-- Records follows --
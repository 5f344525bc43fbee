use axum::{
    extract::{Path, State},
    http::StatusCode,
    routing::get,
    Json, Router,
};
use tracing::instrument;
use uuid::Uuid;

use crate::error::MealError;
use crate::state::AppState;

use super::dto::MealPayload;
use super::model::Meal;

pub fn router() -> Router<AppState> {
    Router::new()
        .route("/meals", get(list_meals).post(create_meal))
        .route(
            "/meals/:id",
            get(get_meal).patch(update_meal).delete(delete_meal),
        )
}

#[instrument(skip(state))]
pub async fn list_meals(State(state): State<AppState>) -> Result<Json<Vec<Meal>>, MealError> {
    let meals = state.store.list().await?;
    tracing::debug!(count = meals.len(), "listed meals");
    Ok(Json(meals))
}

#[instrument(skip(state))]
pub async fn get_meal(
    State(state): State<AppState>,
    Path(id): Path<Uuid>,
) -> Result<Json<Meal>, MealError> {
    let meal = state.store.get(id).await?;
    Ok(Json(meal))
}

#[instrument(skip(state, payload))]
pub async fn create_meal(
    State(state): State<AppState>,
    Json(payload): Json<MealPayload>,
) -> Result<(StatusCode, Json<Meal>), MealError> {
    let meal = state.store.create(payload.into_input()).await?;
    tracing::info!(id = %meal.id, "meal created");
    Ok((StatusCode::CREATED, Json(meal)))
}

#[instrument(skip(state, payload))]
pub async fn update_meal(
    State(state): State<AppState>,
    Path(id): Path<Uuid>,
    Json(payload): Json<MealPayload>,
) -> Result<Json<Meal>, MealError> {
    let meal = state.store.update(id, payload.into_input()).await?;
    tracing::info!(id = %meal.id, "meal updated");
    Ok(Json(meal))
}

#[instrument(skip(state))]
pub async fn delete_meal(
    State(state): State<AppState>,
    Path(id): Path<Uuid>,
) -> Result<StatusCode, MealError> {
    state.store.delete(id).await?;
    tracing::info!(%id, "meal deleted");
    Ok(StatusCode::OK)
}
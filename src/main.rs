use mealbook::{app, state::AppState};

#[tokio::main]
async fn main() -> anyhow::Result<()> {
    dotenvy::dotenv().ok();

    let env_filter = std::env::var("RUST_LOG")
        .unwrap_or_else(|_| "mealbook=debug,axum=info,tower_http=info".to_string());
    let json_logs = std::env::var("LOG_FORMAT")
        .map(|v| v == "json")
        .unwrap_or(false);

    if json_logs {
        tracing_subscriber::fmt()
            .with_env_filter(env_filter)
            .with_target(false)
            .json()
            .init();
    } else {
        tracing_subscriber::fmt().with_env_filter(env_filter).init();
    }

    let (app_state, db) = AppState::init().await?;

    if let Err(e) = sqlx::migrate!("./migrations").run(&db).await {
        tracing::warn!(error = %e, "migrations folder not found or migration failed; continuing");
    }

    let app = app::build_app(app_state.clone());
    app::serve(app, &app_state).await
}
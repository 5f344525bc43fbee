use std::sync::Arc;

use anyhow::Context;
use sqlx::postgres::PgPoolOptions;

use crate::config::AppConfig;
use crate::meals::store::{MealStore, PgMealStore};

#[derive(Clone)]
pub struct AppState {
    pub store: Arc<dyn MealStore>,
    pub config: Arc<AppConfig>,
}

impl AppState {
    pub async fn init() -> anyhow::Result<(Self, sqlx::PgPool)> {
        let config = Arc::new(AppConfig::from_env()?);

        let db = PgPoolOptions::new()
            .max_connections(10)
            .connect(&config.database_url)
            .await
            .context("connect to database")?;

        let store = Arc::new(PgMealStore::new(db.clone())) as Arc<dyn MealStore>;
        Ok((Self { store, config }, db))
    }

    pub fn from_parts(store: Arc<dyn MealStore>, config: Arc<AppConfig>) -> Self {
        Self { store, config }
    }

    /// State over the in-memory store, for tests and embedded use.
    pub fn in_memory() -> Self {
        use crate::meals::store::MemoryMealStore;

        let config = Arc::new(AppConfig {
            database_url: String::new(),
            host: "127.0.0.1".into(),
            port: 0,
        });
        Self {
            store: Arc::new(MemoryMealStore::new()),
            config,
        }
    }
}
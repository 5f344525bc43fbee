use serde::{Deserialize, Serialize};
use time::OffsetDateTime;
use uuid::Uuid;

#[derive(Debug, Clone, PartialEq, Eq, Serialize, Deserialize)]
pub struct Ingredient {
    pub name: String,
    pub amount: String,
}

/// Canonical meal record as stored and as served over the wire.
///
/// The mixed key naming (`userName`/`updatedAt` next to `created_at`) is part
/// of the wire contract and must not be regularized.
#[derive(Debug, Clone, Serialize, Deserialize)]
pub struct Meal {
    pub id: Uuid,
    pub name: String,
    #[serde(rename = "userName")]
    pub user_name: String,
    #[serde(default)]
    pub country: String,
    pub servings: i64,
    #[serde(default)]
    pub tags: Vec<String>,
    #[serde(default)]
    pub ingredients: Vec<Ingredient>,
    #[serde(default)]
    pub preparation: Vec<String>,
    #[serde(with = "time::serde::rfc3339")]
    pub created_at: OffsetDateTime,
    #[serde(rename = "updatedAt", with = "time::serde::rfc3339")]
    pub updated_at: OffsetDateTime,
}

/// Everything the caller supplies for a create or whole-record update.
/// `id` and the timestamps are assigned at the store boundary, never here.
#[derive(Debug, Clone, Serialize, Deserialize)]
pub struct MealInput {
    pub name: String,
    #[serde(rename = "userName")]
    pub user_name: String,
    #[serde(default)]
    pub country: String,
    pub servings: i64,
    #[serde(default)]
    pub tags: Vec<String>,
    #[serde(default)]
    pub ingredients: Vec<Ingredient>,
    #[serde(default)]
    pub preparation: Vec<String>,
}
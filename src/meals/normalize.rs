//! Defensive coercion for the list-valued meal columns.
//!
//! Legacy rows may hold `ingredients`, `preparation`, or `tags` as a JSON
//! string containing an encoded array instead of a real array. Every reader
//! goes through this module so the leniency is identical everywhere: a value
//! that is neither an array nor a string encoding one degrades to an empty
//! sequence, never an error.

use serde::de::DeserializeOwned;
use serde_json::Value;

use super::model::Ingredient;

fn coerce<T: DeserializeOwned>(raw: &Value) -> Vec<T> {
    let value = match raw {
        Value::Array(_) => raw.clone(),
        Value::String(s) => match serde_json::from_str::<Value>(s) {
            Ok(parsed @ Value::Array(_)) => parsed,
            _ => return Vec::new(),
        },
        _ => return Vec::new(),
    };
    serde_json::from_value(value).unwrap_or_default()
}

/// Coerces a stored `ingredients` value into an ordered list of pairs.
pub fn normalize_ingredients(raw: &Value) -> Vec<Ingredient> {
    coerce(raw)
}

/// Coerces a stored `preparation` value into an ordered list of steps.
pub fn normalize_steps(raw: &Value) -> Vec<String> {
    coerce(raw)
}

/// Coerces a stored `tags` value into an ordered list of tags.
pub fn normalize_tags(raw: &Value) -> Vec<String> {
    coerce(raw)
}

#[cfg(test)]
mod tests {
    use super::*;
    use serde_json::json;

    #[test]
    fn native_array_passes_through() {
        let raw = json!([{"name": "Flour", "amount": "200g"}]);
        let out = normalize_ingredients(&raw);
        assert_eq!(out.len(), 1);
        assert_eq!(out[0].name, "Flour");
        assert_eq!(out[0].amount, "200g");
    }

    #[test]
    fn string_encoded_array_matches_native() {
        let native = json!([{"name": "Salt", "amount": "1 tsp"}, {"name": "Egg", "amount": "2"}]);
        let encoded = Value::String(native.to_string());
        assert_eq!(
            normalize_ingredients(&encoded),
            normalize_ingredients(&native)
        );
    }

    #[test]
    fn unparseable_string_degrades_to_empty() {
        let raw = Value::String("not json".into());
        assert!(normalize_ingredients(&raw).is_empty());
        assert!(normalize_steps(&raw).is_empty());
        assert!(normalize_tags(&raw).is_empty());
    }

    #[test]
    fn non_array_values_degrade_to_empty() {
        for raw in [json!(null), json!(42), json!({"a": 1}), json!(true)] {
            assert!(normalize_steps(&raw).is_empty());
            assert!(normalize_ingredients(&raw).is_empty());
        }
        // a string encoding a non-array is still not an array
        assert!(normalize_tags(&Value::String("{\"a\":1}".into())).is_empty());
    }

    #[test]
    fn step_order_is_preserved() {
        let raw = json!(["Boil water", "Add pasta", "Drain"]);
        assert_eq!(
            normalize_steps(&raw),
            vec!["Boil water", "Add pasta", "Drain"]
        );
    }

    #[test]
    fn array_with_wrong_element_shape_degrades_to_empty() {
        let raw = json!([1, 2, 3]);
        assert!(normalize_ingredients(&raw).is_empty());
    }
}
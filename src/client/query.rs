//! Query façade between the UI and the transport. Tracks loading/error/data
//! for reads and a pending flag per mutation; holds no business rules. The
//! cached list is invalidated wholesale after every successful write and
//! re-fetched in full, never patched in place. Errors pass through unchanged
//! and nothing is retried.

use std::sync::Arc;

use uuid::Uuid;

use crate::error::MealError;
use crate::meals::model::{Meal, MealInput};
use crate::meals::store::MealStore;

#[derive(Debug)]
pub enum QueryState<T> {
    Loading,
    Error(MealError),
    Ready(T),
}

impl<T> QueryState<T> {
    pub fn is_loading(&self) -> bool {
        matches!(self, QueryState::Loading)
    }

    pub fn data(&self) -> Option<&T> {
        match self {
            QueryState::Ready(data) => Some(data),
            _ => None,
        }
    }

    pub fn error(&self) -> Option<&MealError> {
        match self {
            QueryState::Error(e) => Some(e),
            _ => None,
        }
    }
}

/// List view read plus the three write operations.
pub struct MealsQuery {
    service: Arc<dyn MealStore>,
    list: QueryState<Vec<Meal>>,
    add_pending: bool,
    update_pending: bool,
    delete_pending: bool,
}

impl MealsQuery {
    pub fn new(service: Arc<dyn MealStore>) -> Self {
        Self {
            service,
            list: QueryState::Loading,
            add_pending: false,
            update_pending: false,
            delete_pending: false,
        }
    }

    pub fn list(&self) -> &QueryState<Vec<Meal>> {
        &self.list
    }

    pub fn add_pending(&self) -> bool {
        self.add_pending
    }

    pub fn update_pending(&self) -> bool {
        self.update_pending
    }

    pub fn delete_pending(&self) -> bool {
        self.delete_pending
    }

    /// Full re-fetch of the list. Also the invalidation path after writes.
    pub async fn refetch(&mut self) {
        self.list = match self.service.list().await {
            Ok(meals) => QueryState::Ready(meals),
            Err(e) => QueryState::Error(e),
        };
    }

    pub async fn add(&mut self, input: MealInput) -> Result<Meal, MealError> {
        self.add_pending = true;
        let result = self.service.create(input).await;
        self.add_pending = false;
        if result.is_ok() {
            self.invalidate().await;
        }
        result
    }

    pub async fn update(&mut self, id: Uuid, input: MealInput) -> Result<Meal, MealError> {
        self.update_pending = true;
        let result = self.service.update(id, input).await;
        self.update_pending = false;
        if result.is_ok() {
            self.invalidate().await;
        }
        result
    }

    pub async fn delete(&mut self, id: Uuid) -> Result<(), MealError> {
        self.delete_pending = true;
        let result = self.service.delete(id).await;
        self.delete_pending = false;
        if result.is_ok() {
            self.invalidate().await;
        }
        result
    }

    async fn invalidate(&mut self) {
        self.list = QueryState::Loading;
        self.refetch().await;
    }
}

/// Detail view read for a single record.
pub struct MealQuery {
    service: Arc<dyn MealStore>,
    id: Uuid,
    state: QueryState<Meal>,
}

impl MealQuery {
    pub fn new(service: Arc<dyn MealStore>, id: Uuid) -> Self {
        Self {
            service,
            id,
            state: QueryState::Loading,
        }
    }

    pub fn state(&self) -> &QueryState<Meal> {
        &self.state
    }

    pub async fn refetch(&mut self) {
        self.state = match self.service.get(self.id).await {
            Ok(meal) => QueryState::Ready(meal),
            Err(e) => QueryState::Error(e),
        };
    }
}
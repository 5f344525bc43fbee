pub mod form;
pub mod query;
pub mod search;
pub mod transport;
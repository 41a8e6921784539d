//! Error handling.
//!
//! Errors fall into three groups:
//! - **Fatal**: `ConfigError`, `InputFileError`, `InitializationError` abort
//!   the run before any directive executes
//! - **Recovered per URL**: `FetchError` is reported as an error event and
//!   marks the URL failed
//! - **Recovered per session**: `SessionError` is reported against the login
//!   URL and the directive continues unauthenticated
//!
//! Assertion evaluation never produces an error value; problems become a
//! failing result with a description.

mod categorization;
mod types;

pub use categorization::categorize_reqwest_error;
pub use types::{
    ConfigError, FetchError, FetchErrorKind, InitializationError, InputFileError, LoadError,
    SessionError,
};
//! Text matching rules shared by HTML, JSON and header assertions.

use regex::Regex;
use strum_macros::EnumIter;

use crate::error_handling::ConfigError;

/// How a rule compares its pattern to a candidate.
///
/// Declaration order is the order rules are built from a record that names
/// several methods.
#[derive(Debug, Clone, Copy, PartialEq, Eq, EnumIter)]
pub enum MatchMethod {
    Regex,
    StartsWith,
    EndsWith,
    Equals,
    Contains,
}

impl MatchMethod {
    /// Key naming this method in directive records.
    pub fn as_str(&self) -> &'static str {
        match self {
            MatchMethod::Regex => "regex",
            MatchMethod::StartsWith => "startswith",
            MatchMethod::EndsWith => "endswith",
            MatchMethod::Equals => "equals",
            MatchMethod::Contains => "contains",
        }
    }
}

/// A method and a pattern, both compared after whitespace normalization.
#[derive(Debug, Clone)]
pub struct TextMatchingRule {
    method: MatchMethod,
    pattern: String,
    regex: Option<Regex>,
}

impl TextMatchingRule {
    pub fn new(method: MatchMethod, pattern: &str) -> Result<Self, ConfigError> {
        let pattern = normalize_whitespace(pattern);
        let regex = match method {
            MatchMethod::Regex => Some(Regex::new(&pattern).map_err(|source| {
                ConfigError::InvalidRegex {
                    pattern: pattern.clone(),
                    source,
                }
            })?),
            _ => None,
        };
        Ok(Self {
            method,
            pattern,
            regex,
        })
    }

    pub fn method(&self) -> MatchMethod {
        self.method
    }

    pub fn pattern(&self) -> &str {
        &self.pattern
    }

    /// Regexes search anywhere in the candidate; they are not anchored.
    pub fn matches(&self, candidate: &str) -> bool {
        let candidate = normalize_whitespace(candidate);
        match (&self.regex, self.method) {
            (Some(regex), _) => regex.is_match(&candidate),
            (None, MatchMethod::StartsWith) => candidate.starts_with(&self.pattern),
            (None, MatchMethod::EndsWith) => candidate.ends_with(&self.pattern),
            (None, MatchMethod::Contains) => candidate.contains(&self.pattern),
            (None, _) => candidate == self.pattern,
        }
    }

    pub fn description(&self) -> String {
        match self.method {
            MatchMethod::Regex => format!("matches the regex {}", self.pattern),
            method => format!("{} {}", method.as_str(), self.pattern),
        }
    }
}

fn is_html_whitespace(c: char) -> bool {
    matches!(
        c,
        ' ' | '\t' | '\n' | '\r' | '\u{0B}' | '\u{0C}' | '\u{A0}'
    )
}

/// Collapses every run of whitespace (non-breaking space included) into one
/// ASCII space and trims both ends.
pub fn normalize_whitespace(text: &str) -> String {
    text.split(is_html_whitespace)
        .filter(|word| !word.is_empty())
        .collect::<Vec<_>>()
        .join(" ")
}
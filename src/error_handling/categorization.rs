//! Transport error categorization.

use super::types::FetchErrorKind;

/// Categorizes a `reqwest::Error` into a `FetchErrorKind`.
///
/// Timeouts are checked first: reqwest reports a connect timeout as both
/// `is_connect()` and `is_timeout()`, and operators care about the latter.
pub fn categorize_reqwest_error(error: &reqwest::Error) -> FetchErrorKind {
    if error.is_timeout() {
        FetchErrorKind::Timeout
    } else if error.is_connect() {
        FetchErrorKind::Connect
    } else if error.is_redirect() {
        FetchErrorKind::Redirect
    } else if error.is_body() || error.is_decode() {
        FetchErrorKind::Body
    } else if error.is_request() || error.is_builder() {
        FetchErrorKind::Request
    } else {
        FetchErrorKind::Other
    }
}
-- Records concluded --
Task to complete:
Could you restate, word for word, the lines above from the one with "pub async fn list_meals(State(state): State<AppState>)" to the one with "let meal = state.store.create(payload.into_input()).await?;", both included?

Answer:
pub async fn list_meals(State(state): State<AppState>) -> Result<Json<Vec<Meal>>, MealError> {
    let meals = state.store.list().await?;
    tracing::debug!(count = meals.len(), "listed meals");
    Ok(Json(meals))
}

#[instrument(skip(state))]
pub async fn get_meal(
    State(state): State<AppState>,
    Path(id): Path<Uuid>,
) -> Result<Json<Meal>, MealError> {
    let meal = state.store.get(id).await?;
    Ok(Json(meal))
}

#[instrument(skip(state, payload))]
pub async fn create_meal(
    State(state): State<AppState>,
    Json(payload): Json<MealPayload>,
) -> Result<(StatusCode, Json<Meal>), MealError> {
    let meal = state.store.create(payload.into_input()).await?;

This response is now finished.